(Dataset entries)
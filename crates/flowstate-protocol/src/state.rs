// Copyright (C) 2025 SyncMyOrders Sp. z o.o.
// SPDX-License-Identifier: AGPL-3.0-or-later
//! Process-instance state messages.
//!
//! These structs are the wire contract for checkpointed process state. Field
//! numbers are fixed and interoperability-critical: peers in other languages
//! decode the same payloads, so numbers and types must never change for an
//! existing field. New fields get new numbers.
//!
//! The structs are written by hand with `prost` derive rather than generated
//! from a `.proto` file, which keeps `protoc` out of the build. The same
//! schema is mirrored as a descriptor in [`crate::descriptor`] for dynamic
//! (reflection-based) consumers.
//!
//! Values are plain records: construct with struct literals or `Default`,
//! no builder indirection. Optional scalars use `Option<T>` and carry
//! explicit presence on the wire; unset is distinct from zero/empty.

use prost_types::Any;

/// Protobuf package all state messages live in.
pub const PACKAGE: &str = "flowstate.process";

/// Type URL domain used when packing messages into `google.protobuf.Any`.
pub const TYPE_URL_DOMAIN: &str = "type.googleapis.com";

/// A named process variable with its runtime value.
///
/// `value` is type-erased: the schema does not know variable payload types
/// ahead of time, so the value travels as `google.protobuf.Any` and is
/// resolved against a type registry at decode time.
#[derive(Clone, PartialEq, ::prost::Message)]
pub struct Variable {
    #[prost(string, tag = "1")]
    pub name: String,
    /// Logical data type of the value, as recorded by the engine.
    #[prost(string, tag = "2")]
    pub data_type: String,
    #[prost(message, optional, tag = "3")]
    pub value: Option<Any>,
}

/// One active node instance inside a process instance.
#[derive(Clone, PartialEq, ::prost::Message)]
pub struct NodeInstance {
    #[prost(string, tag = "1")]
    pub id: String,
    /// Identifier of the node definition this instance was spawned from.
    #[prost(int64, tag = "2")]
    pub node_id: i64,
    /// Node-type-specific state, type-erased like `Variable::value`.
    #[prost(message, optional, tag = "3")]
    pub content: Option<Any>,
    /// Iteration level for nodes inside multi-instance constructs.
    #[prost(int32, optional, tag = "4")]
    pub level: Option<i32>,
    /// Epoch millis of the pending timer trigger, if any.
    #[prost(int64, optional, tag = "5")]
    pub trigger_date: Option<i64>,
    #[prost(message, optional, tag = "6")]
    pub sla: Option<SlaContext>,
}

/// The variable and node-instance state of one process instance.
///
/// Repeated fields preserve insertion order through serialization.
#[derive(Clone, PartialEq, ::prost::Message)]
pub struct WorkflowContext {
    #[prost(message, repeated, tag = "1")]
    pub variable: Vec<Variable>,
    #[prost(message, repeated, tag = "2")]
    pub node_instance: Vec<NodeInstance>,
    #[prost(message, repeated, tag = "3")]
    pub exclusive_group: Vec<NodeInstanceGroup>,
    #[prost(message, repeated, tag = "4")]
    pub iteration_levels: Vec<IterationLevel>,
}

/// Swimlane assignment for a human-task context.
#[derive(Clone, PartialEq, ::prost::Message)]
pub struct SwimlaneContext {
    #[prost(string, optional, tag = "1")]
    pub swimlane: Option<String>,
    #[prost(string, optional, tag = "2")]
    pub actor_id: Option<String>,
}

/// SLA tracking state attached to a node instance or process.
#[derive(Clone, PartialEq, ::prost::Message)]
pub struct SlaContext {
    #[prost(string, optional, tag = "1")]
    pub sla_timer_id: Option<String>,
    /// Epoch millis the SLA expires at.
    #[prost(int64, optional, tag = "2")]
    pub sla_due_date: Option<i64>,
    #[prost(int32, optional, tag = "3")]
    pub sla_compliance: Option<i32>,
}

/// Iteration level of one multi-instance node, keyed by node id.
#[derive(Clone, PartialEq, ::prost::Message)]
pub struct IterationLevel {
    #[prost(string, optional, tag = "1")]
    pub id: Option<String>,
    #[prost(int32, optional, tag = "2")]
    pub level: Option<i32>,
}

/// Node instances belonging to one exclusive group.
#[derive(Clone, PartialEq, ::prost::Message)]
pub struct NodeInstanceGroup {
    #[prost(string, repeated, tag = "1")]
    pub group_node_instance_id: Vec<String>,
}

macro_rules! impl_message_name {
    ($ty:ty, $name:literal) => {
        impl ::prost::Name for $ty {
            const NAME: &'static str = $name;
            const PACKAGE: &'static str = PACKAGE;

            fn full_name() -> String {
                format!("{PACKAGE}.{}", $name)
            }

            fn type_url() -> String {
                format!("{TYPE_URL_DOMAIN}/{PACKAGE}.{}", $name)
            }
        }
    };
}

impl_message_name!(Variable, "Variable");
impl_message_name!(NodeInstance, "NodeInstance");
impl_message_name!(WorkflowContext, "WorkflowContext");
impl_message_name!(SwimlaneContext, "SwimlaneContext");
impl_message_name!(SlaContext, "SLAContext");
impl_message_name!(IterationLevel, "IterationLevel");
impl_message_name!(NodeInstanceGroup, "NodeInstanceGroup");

**EXERCISE OBJECTIVE**
Across all the records above, how many lines hold the word "IterationLevel"? Answer with only that number.

**WRITTEN REPLY**
3